* [Exercise] Of the lines below, copy those that hold the word "TaskDraft".
━━━ The data ━━━
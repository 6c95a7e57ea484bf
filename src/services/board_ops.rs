use leptos::prelude::*;
use wasm_bindgen::JsValue;

use crate::models::{Board, Task, TaskDraft};

// Handlers bridging UI callbacks to the board state model. Each one runs a
// single synchronous update on the shared signal; failed operations leave
// the board untouched and are reported to the console.

pub fn create_task_handler(board: RwSignal<Board>) -> Box<dyn Fn(TaskDraft) + 'static> {
    Box::new(move |draft: TaskDraft| {
        board.update(|board| {
            if let Err(err) = board.create_task(draft.clone()) {
                report(&format!("Failed to create task: {err}"));
            }
        });
    })
}

pub fn update_task_handler(board: RwSignal<Board>) -> Box<dyn Fn(Task) + 'static> {
    Box::new(move |task: Task| {
        board.update(|board| {
            if let Err(err) = board.update_task(task.clone()) {
                report(&format!("Failed to update task {}: {err}", task.id));
            }
        });
    })
}

// Drop handlers pass whatever the DataTransfer carried; the board treats a
// stale or bogus reference as a no-op.
pub fn move_task(board: RwSignal<Board>, task_id: &str, source_column_id: &str, target_column_id: &str) {
    board.update(|board| board.move_task(task_id, source_column_id, target_column_id));
}

fn report(message: &str) {
    web_sys::console::error_1(&JsValue::from_str(message));
}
━━━
* [Solution to this problem]
use crate::models::{Board, Task, TaskDraft};
pub fn create_task_handler(board: RwSignal<Board>) -> Box<dyn Fn(TaskDraft) + 'static> {
    Box::new(move |draft: TaskDraft| {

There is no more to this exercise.